WORK TO COMPLETE » Every record must be output verbatim in the reply.

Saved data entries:
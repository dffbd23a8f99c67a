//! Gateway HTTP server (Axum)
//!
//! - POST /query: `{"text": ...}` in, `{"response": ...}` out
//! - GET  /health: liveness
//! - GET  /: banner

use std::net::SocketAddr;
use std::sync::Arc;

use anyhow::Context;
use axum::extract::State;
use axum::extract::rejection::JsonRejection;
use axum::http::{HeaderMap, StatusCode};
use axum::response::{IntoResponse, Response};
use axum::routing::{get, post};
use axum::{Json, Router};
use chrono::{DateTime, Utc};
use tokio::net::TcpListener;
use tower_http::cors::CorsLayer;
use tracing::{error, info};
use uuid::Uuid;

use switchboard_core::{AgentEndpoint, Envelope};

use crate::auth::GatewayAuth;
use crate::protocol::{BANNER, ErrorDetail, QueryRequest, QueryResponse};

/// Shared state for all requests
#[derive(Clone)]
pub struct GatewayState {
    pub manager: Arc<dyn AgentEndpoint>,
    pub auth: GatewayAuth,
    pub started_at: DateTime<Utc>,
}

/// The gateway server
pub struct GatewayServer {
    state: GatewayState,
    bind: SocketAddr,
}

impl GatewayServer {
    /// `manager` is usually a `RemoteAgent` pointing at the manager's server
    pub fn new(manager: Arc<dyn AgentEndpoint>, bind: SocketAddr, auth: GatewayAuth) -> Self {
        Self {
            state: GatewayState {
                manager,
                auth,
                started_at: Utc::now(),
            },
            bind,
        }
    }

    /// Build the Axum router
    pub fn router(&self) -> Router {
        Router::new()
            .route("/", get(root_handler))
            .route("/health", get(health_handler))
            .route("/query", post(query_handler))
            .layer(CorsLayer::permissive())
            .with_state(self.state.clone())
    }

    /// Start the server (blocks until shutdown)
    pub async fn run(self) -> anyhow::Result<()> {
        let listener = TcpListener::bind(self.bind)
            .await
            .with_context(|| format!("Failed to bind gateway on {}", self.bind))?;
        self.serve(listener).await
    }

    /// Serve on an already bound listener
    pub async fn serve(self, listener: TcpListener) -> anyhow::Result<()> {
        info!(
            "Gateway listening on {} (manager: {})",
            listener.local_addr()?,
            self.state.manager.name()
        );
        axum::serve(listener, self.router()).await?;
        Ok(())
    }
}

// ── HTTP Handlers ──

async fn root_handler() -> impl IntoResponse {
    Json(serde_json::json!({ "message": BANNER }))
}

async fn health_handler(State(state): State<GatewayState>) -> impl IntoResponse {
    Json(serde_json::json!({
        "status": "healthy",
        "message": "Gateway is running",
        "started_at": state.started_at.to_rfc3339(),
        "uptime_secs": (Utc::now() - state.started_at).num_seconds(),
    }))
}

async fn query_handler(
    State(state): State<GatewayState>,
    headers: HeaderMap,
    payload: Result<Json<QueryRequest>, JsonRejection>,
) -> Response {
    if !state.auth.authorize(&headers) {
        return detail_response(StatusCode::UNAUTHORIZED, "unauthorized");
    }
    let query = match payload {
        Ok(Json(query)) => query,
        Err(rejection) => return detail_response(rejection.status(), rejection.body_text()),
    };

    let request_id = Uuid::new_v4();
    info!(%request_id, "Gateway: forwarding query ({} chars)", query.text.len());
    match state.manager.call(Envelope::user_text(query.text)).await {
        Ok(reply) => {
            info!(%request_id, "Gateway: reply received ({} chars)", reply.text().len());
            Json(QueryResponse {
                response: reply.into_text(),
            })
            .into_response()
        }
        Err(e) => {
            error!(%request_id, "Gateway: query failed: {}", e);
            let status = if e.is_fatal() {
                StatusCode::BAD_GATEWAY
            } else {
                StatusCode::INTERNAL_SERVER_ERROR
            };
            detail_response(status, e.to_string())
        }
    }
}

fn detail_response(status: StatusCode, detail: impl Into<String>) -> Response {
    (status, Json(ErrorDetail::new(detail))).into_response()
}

TASK ANSWER »
repository dffbd23a8f99c67a
//! Gateway HTTP server (Axum)
//!
//! - POST /query: `{"text": ...}` in, `{"response": ...}` out
//! - GET  /health: liveness
//! - GET  /: banner

use std::net::SocketAddr;
use std::sync::Arc;

use anyhow::Context;
use axum::extract::State;
use axum::extract::rejection::JsonRejection;
use axum::http::{HeaderMap, StatusCode};
use axum::response::{IntoResponse, Response};
use axum::routing::{get, post};
use axum::{Json, Router};
use chrono::{DateTime, Utc};
use tokio::net::TcpListener;
use tower_http::cors::CorsLayer;
use tracing::{error, info};
use uuid::Uuid;

use switchboard_core::{AgentEndpoint, Envelope};

use crate::auth::GatewayAuth;
use crate::protocol::{BANNER, ErrorDetail, QueryRequest, QueryResponse};

/// Shared state for all requests
#[derive(Clone)]
pub struct GatewayState {
    pub manager: Arc<dyn AgentEndpoint>,
    pub auth: GatewayAuth,
    pub started_at: DateTime<Utc>,
}

/// The gateway server
pub struct GatewayServer {
    state: GatewayState,
    bind: SocketAddr,
}

impl GatewayServer {
    /// `manager` is usually a `RemoteAgent` pointing at the manager's server
    pub fn new(manager: Arc<dyn AgentEndpoint>, bind: SocketAddr, auth: GatewayAuth) -> Self {
        Self {
            state: GatewayState {
                manager,
                auth,
                started_at: Utc::now(),
            },
            bind,
        }
    }

    /// Build the Axum router
    pub fn router(&self) -> Router {
        Router::new()
            .route("/", get(root_handler))
            .route("/health", get(health_handler))
            .route("/query", post(query_handler))
            .layer(CorsLayer::permissive())
            .with_state(self.state.clone())
    }

    /// Start the server (blocks until shutdown)
    pub async fn run(self) -> anyhow::Result<()> {
        let listener = TcpListener::bind(self.bind)
            .await
            .with_context(|| format!("Failed to bind gateway on {}", self.bind))?;
        self.serve(listener).await
    }

    /// Serve on an already bound listener
    pub async fn serve(self, listener: TcpListener) -> anyhow::Result<()> {
        info!(
            "Gateway listening on {} (manager: {})",
            listener.local_addr()?,
            self.state.manager.name()
        );
        axum::serve(listener, self.router()).await?;
        Ok(())
    }
}

// ── HTTP Handlers ──

async fn root_handler() -> impl IntoResponse {
    Json(serde_json::json!({ "message": BANNER }))
}

async fn health_handler(State(state): State<GatewayState>) -> impl IntoResponse {
    Json(serde_json::json!({
        "status": "healthy",
        "message": "Gateway is running",
        "started_at": state.started_at.to_rfc3339(),
        "uptime_secs": (Utc::now() - state.started_at).num_seconds(),
    }))
}

async fn query_handler(
    State(state): State<GatewayState>,
    headers: HeaderMap,
    payload: Result<Json<QueryRequest>, JsonRejection>,
) -> Response {
    if !state.auth.authorize(&headers) {
        return detail_response(StatusCode::UNAUTHORIZED, "unauthorized");
    }
    let query = match payload {
        Ok(Json(query)) => query,
        Err(rejection) => return detail_response(rejection.status(), rejection.body_text()),
    };

    let request_id = Uuid::new_v4();
    info!(%request_id, "Gateway: forwarding query ({} chars)", query.text.len());
    match state.manager.call(Envelope::user_text(query.text)).await {
        Ok(reply) => {
            info!(%request_id, "Gateway: reply received ({} chars)", reply.text().len());
            Json(QueryResponse {
                response: reply.into_text(),
            })
            .into_response()
        }
        Err(e) => {
            error!(%request_id, "Gateway: query failed: {}", e);
            let status = if e.is_fatal() {
                StatusCode::BAD_GATEWAY
            } else {
                StatusCode::INTERNAL_SERVER_ERROR
            };
            detail_response(status, e.to_string())
        }
    }
}

fn detail_response(status: StatusCode, detail: impl Into<String>) -> Response {
    (status, Json(ErrorDetail::new(detail))).into_response()
}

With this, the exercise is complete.